//! Driver lifecycle tests against a local endpoint service.

use std::net::SocketAddr;
use std::sync::atomic::{AtomicUsize, Ordering};
use std::sync::Arc;
use std::time::Duration;

use axum::{extract::State, routing::get, Json, Router};

use routedemo_cli::driver::{DemoDriver, DriverError, FetchOutcome};
use routedemo_common::endpoint::EndpointDescriptor;
use routedemo_common::mechanism::NATIVE;
use routedemo_common::payload::DemoPayload;

async fn spawn(router: Router) -> SocketAddr {
    let listener = tokio::net::TcpListener::bind("127.0.0.1:0").await.unwrap();
    let addr = listener.local_addr().unwrap();
    tokio::spawn(async move {
        axum::serve(listener, router).await.unwrap();
    });
    addr
}

fn descriptor(url: &str) -> EndpointDescriptor {
    EndpointDescriptor {
        id: "test".to_string(),
        url: url.to_string(),
        display_name: "Test".to_string(),
        description: String::new(),
    }
}

#[tokio::test]
async fn successful_round_trip_updates_record_and_log() {
    let router = Router::new().route(
        "/api/native",
        get(|| async { Json(DemoPayload::new(&NATIVE)) }),
    );
    let addr = spawn(router).await;
    let driver = DemoDriver::new(format!("http://{addr}"));
    let endpoint = descriptor("/api/native");

    let record = match driver.fetch_and_record(&endpoint).await {
        FetchOutcome::Completed(record) => record,
        other => panic!("expected completion, got {other:?}"),
    };

    assert_eq!(record.framework, "Astro Native");
    assert_eq!(record.status, 200);
    assert!(!driver.is_pending().await);
    assert_eq!(driver.latest().await, Some(record));

    // Newest first: response line, then the earlier request line.
    let logs = driver.logs().await;
    assert_eq!(logs.len(), 2);
    assert!(logs[0].starts_with("[Test] Response received in "));
    assert!(logs[0].ends_with("ms"));
    assert_eq!(logs[1], "[Test] Request sent to /api/native...");
}

#[tokio::test]
async fn reselection_while_pending_is_ignored() {
    let hits = Arc::new(AtomicUsize::new(0));
    let router = Router::new()
        .route(
            "/api/slow",
            get(|State(hits): State<Arc<AtomicUsize>>| async move {
                hits.fetch_add(1, Ordering::SeqCst);
                tokio::time::sleep(Duration::from_millis(300)).await;
                Json(DemoPayload::new(&NATIVE))
            }),
        )
        .with_state(hits.clone());
    let addr = spawn(router).await;
    let driver = DemoDriver::new(format!("http://{addr}"));
    let endpoint = descriptor("/api/slow");

    let (first, second) = tokio::join!(driver.fetch_and_record(&endpoint), async {
        // Re-select while the first request is still in flight.
        tokio::time::sleep(Duration::from_millis(100)).await;
        driver.fetch_and_record(&endpoint).await
    });

    assert!(matches!(first, FetchOutcome::Completed(_)));
    assert!(matches!(second, FetchOutcome::Ignored));
    assert_eq!(hits.load(Ordering::SeqCst), 1);
    // Only the first request produced log lines.
    assert_eq!(driver.logs().await.len(), 2);
}

#[tokio::test]
async fn transport_failure_logs_error_and_clears_pending() {
    // Bind then drop to get a port with nothing listening on it.
    let listener = tokio::net::TcpListener::bind("127.0.0.1:0").await.unwrap();
    let addr = listener.local_addr().unwrap();
    drop(listener);

    let driver = DemoDriver::new(format!("http://{addr}"));
    let outcome = driver.fetch_and_record(&descriptor("/api/native")).await;

    assert!(matches!(
        outcome,
        FetchOutcome::Failed(DriverError::Transport(_))
    ));
    assert!(!driver.is_pending().await);
    assert!(driver.latest().await.is_none());

    let logs = driver.logs().await;
    assert_eq!(logs.len(), 2);
    assert!(logs[0].starts_with("[ERROR] Failed to fetch: "));
}

#[tokio::test]
async fn invalid_json_body_is_a_decode_failure() {
    let router = Router::new().route("/api/native", get(|| async { "not json" }));
    let addr = spawn(router).await;
    let driver = DemoDriver::new(format!("http://{addr}"));

    let outcome = driver.fetch_and_record(&descriptor("/api/native")).await;

    assert!(matches!(
        outcome,
        FetchOutcome::Failed(DriverError::Decode(_))
    ));
    assert!(!driver.is_pending().await);
}

#[tokio::test]
async fn failure_leaves_previous_result_untouched() {
    let router = Router::new()
        .route("/ok", get(|| async { Json(DemoPayload::new(&NATIVE)) }))
        .route("/bad", get(|| async { "not json" }));
    let addr = spawn(router).await;
    let driver = DemoDriver::new(format!("http://{addr}"));

    assert!(matches!(
        driver.fetch_and_record(&descriptor("/ok")).await,
        FetchOutcome::Completed(_)
    ));
    let before = driver.latest().await.unwrap();

    assert!(matches!(
        driver.fetch_and_record(&descriptor("/bad")).await,
        FetchOutcome::Failed(_)
    ));
    assert_eq!(driver.latest().await, Some(before));
}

What is expected: Using the material above, please reproduce each line exactly.

Finished exercise:
//! Driver lifecycle tests against a local endpoint service.

use std::net::SocketAddr;
use std::sync::atomic::{AtomicUsize, Ordering};
use std::sync::Arc;
use std::time::Duration;

use axum::{extract::State, routing::get, Json, Router};

use routedemo_cli::driver::{DemoDriver, DriverError, FetchOutcome};
use routedemo_common::endpoint::EndpointDescriptor;
use routedemo_common::mechanism::NATIVE;
use routedemo_common::payload::DemoPayload;

async fn spawn(router: Router) -> SocketAddr {
    let listener = tokio::net::TcpListener::bind("127.0.0.1:0").await.unwrap();
    let addr = listener.local_addr().unwrap();
    tokio::spawn(async move {
        axum::serve(listener, router).await.unwrap();
    });
    addr
}

fn descriptor(url: &str) -> EndpointDescriptor {
    EndpointDescriptor {
        id: "test".to_string(),
        url: url.to_string(),
        display_name: "Test".to_string(),
        description: String::new(),
    }
}

#[tokio::test]
async fn successful_round_trip_updates_record_and_log() {
    let router = Router::new().route(
        "/api/native",
        get(|| async { Json(DemoPayload::new(&NATIVE)) }),
    );
    let addr = spawn(router).await;
    let driver = DemoDriver::new(format!("http://{addr}"));
    let endpoint = descriptor("/api/native");

    let record = match driver.fetch_and_record(&endpoint).await {
        FetchOutcome::Completed(record) => record,
        other => panic!("expected completion, got {other:?}"),
    };

    assert_eq!(record.framework, "Astro Native");
    assert_eq!(record.status, 200);
    assert!(!driver.is_pending().await);
    assert_eq!(driver.latest().await, Some(record));

    // Newest first: response line, then the earlier request line.
    let logs = driver.logs().await;
    assert_eq!(logs.len(), 2);
    assert!(logs[0].starts_with("[Test] Response received in "));
    assert!(logs[0].ends_with("ms"));
    assert_eq!(logs[1], "[Test] Request sent to /api/native...");
}

#[tokio::test]
async fn reselection_while_pending_is_ignored() {
    let hits = Arc::new(AtomicUsize::new(0));
    let router = Router::new()
        .route(
            "/api/slow",
            get(|State(hits): State<Arc<AtomicUsize>>| async move {
                hits.fetch_add(1, Ordering::SeqCst);
                tokio::time::sleep(Duration::from_millis(300)).await;
                Json(DemoPayload::new(&NATIVE))
            }),
        )
        .with_state(hits.clone());
    let addr = spawn(router).await;
    let driver = DemoDriver::new(format!("http://{addr}"));
    let endpoint = descriptor("/api/slow");

    let (first, second) = tokio::join!(driver.fetch_and_record(&endpoint), async {
        // Re-select while the first request is still in flight.
        tokio::time::sleep(Duration::from_millis(100)).await;
        driver.fetch_and_record(&endpoint).await
    });

    assert!(matches!(first, FetchOutcome::Completed(_)));
    assert!(matches!(second, FetchOutcome::Ignored));
    assert_eq!(hits.load(Ordering::SeqCst), 1);
    // Only the first request produced log lines.
    assert_eq!(driver.logs().await.len(), 2);
}

#[tokio::test]
async fn transport_failure_logs_error_and_clears_pending() {
    // Bind then drop to get a port with nothing listening on it.
    let listener = tokio::net::TcpListener::bind("127.0.0.1:0").await.unwrap();
    let addr = listener.local_addr().unwrap();
    drop(listener);

    let driver = DemoDriver::new(format!("http://{addr}"));
    let outcome = driver.fetch_and_record(&descriptor("/api/native")).await;

    assert!(matches!(
        outcome,
        FetchOutcome::Failed(DriverError::Transport(_))
    ));
    assert!(!driver.is_pending().await);
    assert!(driver.latest().await.is_none());

    let logs = driver.logs().await;
    assert_eq!(logs.len(), 2);
    assert!(logs[0].starts_with("[ERROR] Failed to fetch: "));
}

#[tokio::test]
async fn invalid_json_body_is_a_decode_failure() {
    let router = Router::new().route("/api/native", get(|| async { "not json" }));
    let addr = spawn(router).await;
    let driver = DemoDriver::new(format!("http://{addr}"));

    let outcome = driver.fetch_and_record(&descriptor("/api/native")).await;

    assert!(matches!(
        outcome,
        FetchOutcome::Failed(DriverError::Decode(_))
    ));
    assert!(!driver.is_pending().await);
}

#[tokio::test]
async fn failure_leaves_previous_result_untouched() {
    let router = Router::new()
        .route("/ok", get(|| async { Json(DemoPayload::new(&NATIVE)) }))
        .route("/bad", get(|| async { "not json" }));
    let addr = spawn(router).await;
    let driver = DemoDriver::new(format!("http://{addr}"));

    assert!(matches!(
        driver.fetch_and_record(&descriptor("/ok")).await,
        FetchOutcome::Completed(_)
    ));
    let before = driver.latest().await.unwrap();

    assert!(matches!(
        driver.fetch_and_record(&descriptor("/bad")).await,
        FetchOutcome::Failed(_)
    ));
    assert_eq!(driver.latest().await, Some(before));
}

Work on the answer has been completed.